The Illusion Of Control

Experienced investors know that that markets are often difficult to read and can be very fickle, also they can be extremely unforgiving if our judgement is not spot on. We also know that humans have a very strong desire for certainty; the research by Abraham Maslow on The Hierarchy of Hygiene factors demonstrates how certainty plays an enormous part in our lives and is an important component of our well-being.

So the investor is faced with two incompatible forces, the inherent uncertainty and instability of the marketplace and a deeply held personal desire for certainty, comfort and predictability. This tension is absolutely central to how we address markets, their volatility and perceived risk. The most common “coping strategy” in such circumstances is to adopt a mode of thinking called The Illusion of Control. By this I mean we seek ways to convince ourselves we are on top of things, and that we can, through superior skill, knowledge and self-assessed ability stay on top of any sudden shocks or volatility. In fact we often fool ourselves into believing that we can start to influence events or at the very least we “knew that was going to happen”.
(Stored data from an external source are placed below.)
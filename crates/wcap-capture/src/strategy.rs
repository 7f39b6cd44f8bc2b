//! DOM heuristics for the session steps
//!
//! Each heuristic is a [`Strategy`]: it either acts and reports `true`, or
//! finds nothing actionable and reports `false`. Errors count as misses.
//! Scripts carry a `/*tag*/` prefix naming what they do.

use serde_json::{json, Value};
use std::time::Duration;
use tokio::time::{sleep, Instant};
use tracing::debug;

use crate::{BrowserDriver, DriverResult};

pub const TAG_CLICK_SELECTORS: &str = "click-selectors";
pub const TAG_CLICK_TEXT: &str = "click-text";
pub const TAG_CLICK_ATTRIBUTE: &str = "click-attribute";
pub const TAG_BODY_CLICK: &str = "body-click";
pub const TAG_CLICK_CLASS: &str = "click-class";
pub const TAG_VIEWPORT_SIZE: &str = "viewport-size";
pub const TAG_CENTER_ELEMENT_CLICK: &str = "center-element-click";
pub const TAG_PLAY_VIDEO: &str = "play-video";
pub const TAG_REQUEST_FULLSCREEN: &str = "request-fullscreen";
pub const TAG_PLAYER_RECT: &str = "player-rect";
pub const TAG_VIDEO_PLAYING: &str = "video-playing";
pub const TAG_ELEMENT_PRESENT: &str = "element-present";

pub const COOKIE_BANNER_SELECTOR: &str = "#d-notification-bar .notification-dismiss";
pub const COOKIE_BANNER_FALLBACKS: &[&str] = &[".notification-dismiss", "[aria-label=\"Dismiss notification\"]"];

pub const CONSENT_ROOT: &str = ".fc-consent-root";
pub const CONSENT_SELECTORS: &[&str] = &[
    "button.fc-cta-consent",
    "button.fc-data-preferences-accept-all",
    "button.fc-vendor-preferences-accept-all",
    "button.fc-confirm-choices",
    ".fc-consent-root button.fc-primary-button",
];
pub const CONSENT_CANDIDATES: &str =
    "button, [role=\"button\"], .fc-consent-root button, .fc-consent-root [role=\"button\"]";
pub const CONSENT_PHRASES: &[&str] = &[
    "consent",
    "accept",
    "accept all",
    "agree",
    "allow",
    "confirm",
    "ok",
    "aceptar",
    "aceptar todo",
    "consentir",
    "confirmar",
    "permitir",
    "de acuerdo",
];

pub const PLAY_SELECTORS: &[&str] = &[
    ".vjs-big-play-button",
    ".jw-icon-playback",
    ".jw-icon-play",
    ".fp-play",
    "button[aria-label*=\"play\" i]",
    "button[title*=\"play\" i]",
    "button[aria-label*=\"reproducir\" i]",
    "button[title*=\"reproducir\" i]",
    "button[class*=\"play\" i]",
    "[class*=\"big-play\" i]",
];
pub const PLAY_TOKENS: &[&str] = &["play", "reproducir"];
pub const PLAY_CLASS_CANDIDATES: &str = "[class*=\"play\"], [class*=\"Play\"]";

pub const FULLSCREEN_SELECTORS: &[&str] = &[
    "button[aria-label*=\"Full\" i]",
    "button[title*=\"Full\" i]",
    "button[aria-label*=\"pantalla\" i]",
    "button[title*=\"pantalla\" i]",
    ".vjs-fullscreen-control",
    ".jw-icon-fullscreen",
    "button[class*=\"full\" i]",
    "[class*=\"fullscreen\" i]",
    "a[title*=\"full\" i]",
];
pub const FULLSCREEN_TOKENS: &[&str] = &["full", "pantalla"];

pub const PLAYER_ELEMENTS: &str = "video, .vjs-tech, .jw-video, canvas, .player, [class*=\"player\" i]";
pub const FULLSCREEN_TARGETS: &str = "video, canvas, .player, #player, [class*=\"player\"]";

fn tagged(tag: &str, body: String) -> String {
    format!("/*{}*/{}", tag, body)
}

fn args(value: Value) -> String {
    value.to_string()
}

/// Scripts report success with `true` or a non-empty string
fn truthy(value: &Value) -> bool {
    match value {
        Value::Bool(b) => *b,
        Value::String(s) => !s.is_empty(),
        Value::Number(_) | Value::Object(_) | Value::Array(_) => true,
        Value::Null => false,
    }
}

/// Whether `selector` matches anything in the current context
pub async fn element_present(driver: &mut dyn BrowserDriver, selector: &str) -> DriverResult<bool> {
    let script = tagged(
        TAG_ELEMENT_PRESENT,
        format!("!!document.querySelector({})", args(json!(selector))),
    );
    Ok(truthy(&driver.evaluate(&script).await?))
}

/// A heuristic for one interaction
#[async_trait::async_trait]
pub trait Strategy: Send + Sync {
    fn name(&self) -> &str;

    /// Act if possible; `Ok(false)` means nothing actionable was found
    async fn try_apply(&self, driver: &mut dyn BrowserDriver) -> DriverResult<bool>;
}

/// Run `strategies` in order and stop at the first that acts. Returns its
/// name, or `None` when every strategy missed.
pub async fn apply_first<'a>(
    strategies: &'a [Box<dyn Strategy>],
    driver: &mut dyn BrowserDriver,
) -> Option<&'a str> {
    for strategy in strategies {
        match strategy.try_apply(driver).await {
            Ok(true) => {
                debug!(strategy = strategy.name(), "Strategy applied");
                return Some(strategy.name());
            }
            Ok(false) => debug!(strategy = strategy.name(), "Strategy found nothing"),
            Err(e) => debug!(strategy = strategy.name(), error = %e, "Strategy failed"),
        }
    }
    None
}

/// Repeat `strategy` every `interval` until it acts or `deadline` passes.
/// At least one attempt is always made.
pub async fn poll_until(
    driver: &mut dyn BrowserDriver,
    strategy: &dyn Strategy,
    deadline: Duration,
    interval: Duration,
) -> bool {
    let mut poll = Poller::new(deadline, interval);
    loop {
        match strategy.try_apply(driver).await {
            Ok(true) => return true,
            Ok(false) => {}
            Err(e) => debug!(strategy = strategy.name(), error = %e, "Poll attempt failed"),
        }
        if !poll.wait().await {
            return false;
        }
    }
}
One tell-tale sign of trouble is that we tend to underestimate the role of chance in human affairs and to wrongly believe games of chance to be games of skill. Many readers will know of the Gambler’s Fallacy and the false hope of the winning streak or hot hand in a game of chance. Here we try to super impose our own internal certainties on to outside events – in this case (gambling) where the game is specifically designed for us to lose money! Surely we know you cannot predict the next in the series of heads or tails – but a long run of say heads can create an overwhelming belief the next time it “must” be tails!

Also we should note that both novices and those who believe themselves expert in a field are all prone to overestimate their own abilities – research shows novices’ ignorance often blinds them to their lack of expertise, and equally galling, the expert in a field is often very unwilling to change their views, even in the face of solid facts!

So what can we do to try and straighten out our investment decision making?

The key lies in two characteristics we need to develop – firstly to acknowledge that we have no special insight when looking at a financial market – we may of course analyse a forgotten corner and therefore have more information than our competitors, but that doesn’t mean that we have an unassailable advantage – maybe just a small edge. That edge can be important but only if we keep strong controls in place on allocation size, develop a sensible stop loss strategy and realistic expectations of profit targets.

Secondly we are all experts at only hearing what we want to hear – the market place is full of information, news, rumours and gossip and we can fall into the trap of cherry picking this to find the facts that suit our position. One way to overcome this maybe to just reduce the overall amount of information we try to read and process – this is really a case of where less is more.

Three Thoughts for Investors
1. Guard against over confidence – this usually shows itself in taking greater and greater risks. Investors should always use strict portfolio management rules. The temptation to think this is “The Big One” can be fatal – fortunes are not make (and kept) by single dead certain investments. Your aim should be to invest in consistent risk adjusted size and to aim to win on a ratio of 2 to 1. In time this would be an extremely successful strategy.

2. Don’t confuse accuracy of information with greater performance. A lot of behavioural research points out that investors get plenty of additional confidence and comfort from more and more information but there is little evidence that it improves the accuracy of their predictions.

3. Most bad investment decisions and behaviour can be really helped by keeping an accurate decision journal – this is a difficult discipline, but writing down one’s reasons for an investment and keeping accurate records of what went right and crucially what went wrong can be a powerful tool in focussing the mind, and reminding ourselves we are not Masters of the Universe!